Bild nicht mehr verfügbar.

Foto: AP/Abrams

Stanley Druckenmiller, ein legendärer Fondsmanager, der einst mit George Soros gegen den britischen Pfund spekuliert hat, zieht sich aus dem Fondsgeschäft zurück. Seine Begründung: Angesichts der wachsenden Unsicherheit über die wirtschaftliche Entwicklung weiß er nicht mehr, wie er für seine Investoren Geld verdienen soll.

Das ist überraschend, denn gerade unsichere Zeiten bieten geschickten Investoren viel Gelegenheit für große Gewinne. Aber Druckenmillers Ratlosigkeit ist symptomatisch für die Stimmung unter Analysten und Ökonomen. So weit sich die meisten zurückerinnern können, war die Lage nicht so unsicher wie heute.

Ökonomen müssen deshalb ihre Lehrstühle nicht auf, schließlich verlieren sie kein Geld, wenn sie mit ihren Prognosen falsch liegen. Und viele von ihnen beteiligen sich mit Verve an der laufenden Debatte über die richtigen Weichenstellungen in der Wirtschaftspolitik: Sollen die Regierungen jetzt zu sparen beginnen, um die Staatsdefizite einzudämmen, oder würgen sie damit den gerade erst begonnenen Aufschwung ab?

Wer seit Monaten den verschiedenen Stellungnahmen diesseits und jenseits des Atlantiks zuhört, kann nur zu einem Schluss kommen: Niemand kennt die richtige Antwort.
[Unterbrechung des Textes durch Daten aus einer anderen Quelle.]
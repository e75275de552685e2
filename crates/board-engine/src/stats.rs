//! Statistics Aggregator
//!
//! Per-column issue/task counts and weight totals, rendered into the column
//! header's indicator spans. Indicators are created lazily from templates
//! found elsewhere on the board and only ever hidden, never removed.

use tracing::{debug, warn};

use crate::classify::{classify, column_lists, items_in, ItemKind};
use crate::dom::{closest, first_text_child, query, query_all, BoardDom};
use crate::flags::Flags;
use crate::markup;

#[derive(Debug, Clone, Copy, PartialEq, Eq, Default)]
pub struct ColumnStats {
    pub issues: usize,
    pub tasks: usize,
    pub weight: u64,
}

impl ColumnStats {
    /// Value shown next to the issue icon.
    pub fn issue_count(&self, flags: &Flags) -> usize {
        if flags.separate_task_counts {
            self.issues
        } else {
            self.issues + self.tasks
        }
    }
}

/// The header spans of one column; any of them may not exist yet.
#[derive(Debug, Clone, PartialEq)]
pub struct Indicators<N> {
    pub issue: Option<N>,
    pub task: Option<N>,
    pub weight: Option<N>,
}

/// Counts every item in the list, grouped tasks included.
pub fn column_stats<D: BoardDom + ?Sized>(dom: &D, list: &D::Node) -> ColumnStats {
    let mut stats = ColumnStats::default();
    for item in items_in(dom, list) {
        let facts = classify(dom, &item);
        match facts.kind {
            ItemKind::Issue => stats.issues += 1,
            ItemKind::Task => stats.tasks += 1,
        }
        stats.weight += u64::from(facts.weight);
    }
    stats
}

fn header_of<D: BoardDom + ?Sized>(dom: &D, list: &D::Node) -> Option<D::Node> {
    let card = closest(dom, list, markup::CARD)?;
    query(dom, &card, markup::CARD_HEADER)
}

/// The span wrapping a header icon, or the icon's parent.
fn indicator_for_icon<D: BoardDom + ?Sized>(dom: &D, icon: &D::Node) -> Option<D::Node> {
    closest(dom, icon, markup::SPAN).or_else(|| dom.parent(icon))
}

pub fn header_indicators<D: BoardDom + ?Sized>(dom: &D, list: &D::Node) -> Indicators<D::Node> {
    let Some(header) = header_of(dom, list) else {
        return Indicators {
            issue: None,
            task: None,
            weight: None,
        };
    };
    let find = |selector| query(dom, &header, selector).and_then(|icon| indicator_for_icon(dom, &icon));
    Indicators {
        issue: find(markup::ISSUE_ICON),
        task: find(markup::TASK_ICON),
        weight: find(markup::WEIGHT_ICON),
    }
}

/// Column title: first non-empty text node of the header title, else its text.
pub fn card_title<D: BoardDom + ?Sized>(dom: &D, card: &D::Node) -> String {
    let Some(header) = query(dom, card, markup::CARD_HEADER) else {
        return String::new();
    };
    let title = query(dom, &header, markup::HEADER_TITLE).unwrap_or(header);
    match first_text_child(dom, &title) {
        Some(text) => dom.text_content(&text).trim().to_string(),
        None => dom.text_content(&title).trim().to_string(),
    }
}

/// Writes ` {value}` into the indicator's text node, creating it if needed.
/// Returns whether anything changed.
pub fn set_indicator_value<D: BoardDom + ?Sized>(dom: &mut D, indicator: &D::Node, value: impl std::fmt::Display) -> bool {
    let text = format!(" {}", value);
    match first_text_child(dom, indicator) {
        Some(node) if dom.text_content(&node) == text => false,
        Some(node) => {
            dom.set_text_content(&node, &text);
            true
        }
        None => {
            let node = dom.create_text(&text);
            dom.append_child(indicator, &node);
            true
        }
    }
}

fn stats_container<D: BoardDom + ?Sized>(dom: &D, list: &D::Node, indicators: &Indicators<D::Node>) -> Option<D::Node> {
    if let Some(parent) = indicators.issue.as_ref().and_then(|span| dom.parent(span)) {
        return Some(parent);
    }
    let card = closest(dom, list, markup::CARD)?;
    query(dom, &card, markup::STATS_CONTAINER)
}

fn ensure_task_indicator<D: BoardDom + ?Sized>(dom: &mut D, list: &D::Node) -> Option<D::Node> {
    let indicators = header_indicators(dom, list);
    if let Some(task) = indicators.task.clone() {
        return Some(task);
    }
    let container = stats_container(dom, list, &indicators)?;
    let Some(template) = query(dom, &dom.board(), markup::TASK_ICON) else {
        debug!("no task icon on the board to build a task indicator from");
        return None;
    };

    let span = dom.create_element("span");
    dom.set_attribute(&span, "class", "gl-ml-3");
    let icon = dom.deep_clone(&template);
    dom.append_child(&span, &icon);
    match indicators.weight.filter(|w| dom.parent(w).as_ref() == Some(&container)) {
        Some(weight) => dom.insert_before(&container, &span, &weight),
        None => dom.append_child(&container, &span),
    }
    debug!("created task indicator for column '{}'", column_label(dom, list));
    Some(span)
}

fn ensure_weight_indicator<D: BoardDom + ?Sized>(dom: &mut D, list: &D::Node) -> Option<D::Node> {
    let indicators = header_indicators(dom, list);
    if let Some(weight) = indicators.weight.clone() {
        return Some(weight);
    }
    let container = stats_container(dom, list, &indicators)?;
    let icons = query_all(dom, &dom.board(), markup::WEIGHT_ICON);
    let template_icon = icons
        .iter()
        .find(|icon| closest(dom, icon, markup::CARD_HEADER).is_some())
        .or_else(|| icons.first())
        .cloned();
    let Some(template) = template_icon.and_then(|icon| indicator_for_icon(dom, &icon)) else {
        warn!("no weight indicator on the page to clone for column '{}'", column_label(dom, list));
        return None;
    };

    let span = dom.deep_clone(&template);
    dom.append_child(&container, &span);
    debug!("created weight indicator for column '{}'", column_label(dom, list));
    Some(span)
}

fn column_label<D: BoardDom + ?Sized>(dom: &D, list: &D::Node) -> String {
    closest(dom, list, markup::CARD)
        .map(|card| card_title(dom, &card))
        .unwrap_or_default()
}

/// Recomputes one column and renders it into the header.
pub fn recompute_column<D: BoardDom + ?Sized>(dom: &mut D, list: &D::Node, flags: &Flags) -> ColumnStats {
    let stats = column_stats(dom, list);
    debug!(
        "column '{}': issues={} tasks={} weight={}",
        column_label(dom, list),
        stats.issues,
        stats.tasks,
        stats.weight
    );

    let mut indicators = header_indicators(dom, list);
    if flags.separate_task_counts {
        if stats.tasks > 0 && indicators.task.is_none() {
            indicators.task = ensure_task_indicator(dom, list);
        }
        if let Some(task) = &indicators.task {
            dom.set_style(task, "display", "");
            set_indicator_value(dom, task, stats.tasks);
        }
    } else if let Some(task) = &indicators.task {
        dom.set_style(task, "display", "none");
    }

    if stats.weight > 0 && indicators.weight.is_none() {
        indicators.weight = ensure_weight_indicator(dom, list);
    }

    if let Some(issue) = &indicators.issue {
        set_indicator_value(dom, issue, stats.issue_count(flags));
    }
    if let Some(weight) = &indicators.weight {
        set_indicator_value(dom, weight, stats.weight);
    }
    stats
}

pub fn recompute_all<D: BoardDom + ?Sized>(dom: &mut D, flags: &Flags) {
    for list in column_lists(dom) {
        recompute_column(dom, &list, flags);
    }
}

/// Resets every existing indicator of a column to zero.
pub fn zero_indicators<D: BoardDom + ?Sized>(dom: &mut D, list: &D::Node) {
    let indicators = header_indicators(dom, list);
    for indicator in [indicators.issue, indicators.task, indicators.weight].into_iter().flatten() {
        set_indicator_value(dom, &indicator, 0);
    }
}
Die Nationalökonomie wird damit ihrem Ruf, eine „trostlose Wissenschaft“ zu sein, gerecht, denn Wissenschafter streben grundsätzlich nach Antworten. Interessant daran ist, dass die Ökonomie schon mehrmals durch solche Phasen gegangen ist, die dann wieder von Zeiten abgelöst wurden, als die ökonomische Zunft selbstbewusst klare Antworten und Empfehlungen verkündete.

Vor 1930 waren sich die meisten Ökonomen einig, dass man dem freien Markt die Regulierung der Volkswirtschaft überlassen kann. Doch der Glaube an das unbedingte „Laissez-faire“ wurde durch die Weltwirtschaftskrise zerstört.

Nach 1945 wurden fast alle Volkswirte überzeugte Keynesianer. Sie glaubten an die Phillips-Kurve, die besagte, dass sich Staaten frei zwischen mehr Inflation und mehr Arbeitslosigkeit entscheiden können. Das gab Regierungen eine Art Speisekarte in die Hand, um ihre politischen Präferenzen mithilfe ihrer Budget- und Geldpolitik umzusetzen – wenn sie sich nur gut von Ökonomen beraten ließen.

Aber auch diese Phase des ökonomischen „Yes, we can“-Optimisismus kam zu einem bitteren Ende – durch die Stagflation als Folge des Ölschocks, der mehr Inflation und mehr Arbeitslosigkeit brachte. Alles, was den Staaten vom keynesianistischen Schlaraffenland blieb, waren höhere Schulden.

In den neunziger Jahren bracht die nächste Ära der ökonomischen Gewissheit an. Neue Technologien, die Globalisierung und Just-in-Time-Logistik hätten den Konjukturzyklus gebändigt. Mithilfe von klaren Inflationszielen könnten Zentralbanken für nicht-inflationäres Wachstum sorgen und Rezessionen entweder überhaupt vermeiden oder durch Zinssenkungen rasch gegensteuern.

Alan Greenspan, der „Maestro“ der Fed, war die Symbolfigur für diese Ära des grenzenlosen Selbstbewusstseins. Wohin diese Politik führte, hat die Welt in den vergangenen zwei Jahren bitter erleben müssen.

Und nun weiß niemand weiter. Ausgeben oder sparen – die Meinungen gehen quer durcheinander, und jedem guten Argument steht ein ebenso gutes entgegen. Was immer nun geschieht, wird sich erst im Nachhinein als richtig oder falsch erweisen.

Aber die neue Ära des Unwissens sollte uns nicht unbedingt Sorgen machen. Vergessen wir nicht: Die großen Krisen sind alle dann ausgebrochen, als sich die Nationalökonomie sicher war, dass sie die richtigen Antworten kennt. Intellektueller Hochmut ist gefährlicher als Ratlosigkeit.